People typically recover after 7–10 days. However, those with asthma, other respiratory conditions, or weakened immune systems may develop complications, such as pneumonia or bronchitis.


Although treatment cannot cure a cold, it can help ease the symptoms.

To help speed the healing process and reduce symptoms, a person should:

  • get lots of rest

  • drink plenty of fluids

  • take over-the-counter medications

However, a person should talk to a doctor or pharmacist before trying a new cold medication.

2. GERD and acid reflux

Gastroesophageal reflux — more commonly called acid reflux — occurs when acid in the stomach rises up into the esophagus, the tubular structure connecting the throat to the stomach.

If acid reflux occurs frequently, more than twice a week for a few weeks in a row, a person may have gastroesophageal reflux disease (GERD).

When a person with GERD does not receive treatment, it can cause complications, such as esophagitis, which is inflammation of the esophagus.

Common symptoms of GERD include:

  • regular heartburn

  • a different painful, burning feeling in the center of the chest

  • pain in the upper abdomen

  • nausea

  • difficulty swallowing or pain while swallowing

  • vomiting

  • bad breath

  • respiratory issues

  • erosion of the teeth


Certain strategies can help manage GERD symptoms, including:

  • avoiding spicy or greasy foods

  • maintaining a healthy weight

  • avoiding smoking

  • not eating 2–3 hours before bedtime

  • taking over-the-counter antacids

A doctor may recommend treatments such as prescription medications, lifestyle changes, or a referral to a gastroenterologist for an endoscopy.

3. Asthma

According to the American College of Allergy, Asthma & Immunology, asthma affects about 26 million people in the United States.

The symptoms can be so mild that a person may not even know that they have asthma. For some people, however, the symptoms are more severe.

Some symptoms of asthma include:

  • coughing — often at night, when laughing, or during or after exercise

  • chest tightness

  • trouble breathing

  • wheezing

  • shortness of breath

An itchy or scratchy throat can be a warning sign of an asthma attack.

Learn what to do when someone is having an asthma attack here.


Typical treatments for asthma include long-term control medications, such as inhaled corticosteroids, and quick-relief medications, such as short-acting beta-agonists.

It is important to:

  • Discuss medication options thoroughly with a doctor.

  • Identify and avoid asthma triggers.

  • Carry a quick-relief inhaler, if necessary.

4. Pneumonia

Pneumonia is an infection that causes the air sacs in the lungs to become inflamed.

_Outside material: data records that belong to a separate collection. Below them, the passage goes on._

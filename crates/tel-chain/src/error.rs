use tel_crypto::CanonicalError;
use tel_store::StoreError;

/// Errors produced by chain operations.
///
/// Detected tampering is deliberately NOT here: `verify()` reports breaks as
/// data in its [`VerifyReport`](crate::VerifyReport), because a tampered
/// entry is a diagnostic finding, not a failure of the call itself.
#[derive(Debug, thiserror::Error)]
pub enum ChainError {
    /// A required identifier was missing from the change record.
    #[error("validation failed for {field}: {reason}")]
    Validation {
        field: &'static str,
        reason: String,
    },

    /// The optimistic commit lost the tip race on every allowed attempt.
    #[error("append conflicted with concurrent writers {attempts} times; giving up")]
    Conflict { attempts: u32 },

    /// Store adapter failure, propagated.
    #[error(transparent)]
    Store(#[from] StoreError),

    /// Canonicalization failure, propagated.
    #[error(transparent)]
    Canonical(#[from] CanonicalError),

    /// A change-tracking state source failed to observe a resource.
    #[error("state capture failed: {0}")]
    StateCapture(String),
}
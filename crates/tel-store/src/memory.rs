use std::collections::HashSet;
use std::sync::RwLock;

use tel_types::{AuditEntry, ChainTip, LinkHash, ResourceRef};

use crate::error::{StoreError, StoreResult};
use crate::traits::{ChainStore, CommitOutcome};

/// In-memory chain store for tests and embedding.
///
/// Entries are held in commit order behind a `RwLock`; the write lock is the
/// critical section that makes `commit_if_tip_unchanged` atomic when one
/// process owns the store. A link set rejects duplicate links at commit
/// time.
pub struct InMemoryChainStore {
    inner: RwLock<ChainState>,
}

#[derive(Default)]
struct ChainState {
    entries: Vec<AuditEntry>,
    links: HashSet<LinkHash>,
}

impl ChainState {
    fn tip(&self) -> ChainTip {
        match self.entries.last() {
            None => ChainTip::Genesis,
            Some(entry) => ChainTip::of_entry(entry),
        }
    }
}

impl InMemoryChainStore {
    /// Create a new empty store.
    pub fn new() -> Self {
        Self {
            inner: RwLock::new(ChainState::default()),
        }
    }

    /// Number of committed entries.
    pub fn len(&self) -> usize {
        self.inner.read().expect("lock poisoned").entries.len()
    }

    /// Returns `true` if no entries have been committed.
    pub fn is_empty(&self) -> bool {
        self.inner.read().expect("lock poisoned").entries.is_empty()
    }

    /// Replace a committed entry in place, bypassing every chain check.
    ///
    /// This simulates storage-level tampering for integrity drills and
    /// verifier tests. Returns `false` if no entry with that sequence
    /// exists. Production code never mutates committed entries.
    pub fn overwrite_unchecked(
        &self,
        sequence: u64,
        mutate: impl FnOnce(&mut AuditEntry),
    ) -> bool {
        let mut state = self.inner.write().expect("lock poisoned");
        match state
            .entries
            .iter_mut()
            .find(|entry| entry.sequence == sequence)
        {
            Some(entry) => {
                mutate(entry);
                true
            }
            None => false,
        }
    }
}

impl Default for InMemoryChainStore {
    fn default() -> Self {
        Self::new()
    }
}

impl ChainStore for InMemoryChainStore {
    fn read_tip(&self) -> StoreResult<ChainTip> {
        Ok(self.inner.read().expect("lock poisoned").tip())
    }

    fn commit_if_tip_unchanged(
        &self,
        expected: &ChainTip,
        entry: AuditEntry,
    ) -> StoreResult<CommitOutcome> {
        let mut state = self.inner.write().expect("lock poisoned");

        let actual = state.tip();
        if actual != *expected {
            return Ok(CommitOutcome::Conflict);
        }

        if entry.sequence != actual.next_sequence() {
            return Err(StoreError::MisorderedAppend {
                expected: actual.next_sequence(),
                actual: entry.sequence,
            });
        }
        if entry.previous_link != actual.link() {
            return Err(StoreError::BrokenTipLink {
                sequence: entry.sequence,
            });
        }
        if state.links.contains(&entry.link) {
            return Err(StoreError::DuplicateLink(entry.link));
        }

        state.links.insert(entry.link);
        state.entries.push(entry.clone());
        Ok(CommitOutcome::Committed(entry))
    }

    fn scan_ordered(&self) -> StoreResult<Vec<AuditEntry>> {
        Ok(self.inner.read().expect("lock poisoned").entries.clone())
    }

    fn scan_filtered(
        &self,
        resource: &ResourceRef,
        limit: usize,
    ) -> StoreResult<Vec<AuditEntry>> {
        let state = self.inner.read().expect("lock poisoned");
        Ok(state
            .entries
            .iter()
            .rev()
            .filter(|entry| entry.resource == *resource)
            .take(limit)
            .cloned()
            .collect())
    }
}

impl std::fmt::Debug for InMemoryChainStore {
    fn fmt(&self, f: &mut std::fmt::Formatter<'_>) -> std::fmt::Result {
        f.debug_struct("InMemoryChainStore")
            .field("entry_count", &self.len())
            .finish()
    }
}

In some cases, the sacs fill with fluid or pus, which can result in symptoms such as a cough and difficulty breathing. People with viral pneumonia may also have a sore throat.

Some other common symptoms of pneumonia include:

  • a fever

  • chills

  • quick, shallow breathing

  • vomiting

  • nausea

  • shortness of breath

  • fatigue

  • a loss of appetite


A doctor will develop a treatment plan, which may include antibiotics if bacteria are the cause of the infection.

The doctor may recommend other treatments and home care techniques, including:

  • resting

  • drinking plenty of fluids

  • taking over-the-counter medication to relieve any fever

  • breathing in the steam from a hot bath or shower

  • drinking hot beverages

  • using a humidifier

5. Acute bronchitis

Bronchitis occurs when the main air passages to the lungs, the bronchi, become inflamed.

Acute bronchitis can be caused by the same viruses that cause colds. In this case, a person may experience a sore throat, a runny nose, chest pain, or a combination.

Other symptoms may include:

  • shortness of breath

  • a cough

  • a slight fever

  • a tickling feeling and pain in the throat

  • disrupted sleep

  • a rattling sensation in the chest


Symptoms of acute bronchitis typically resolve in 7–14 days.

Taking decongestants and drinking plenty of fluids can help ease the symptoms.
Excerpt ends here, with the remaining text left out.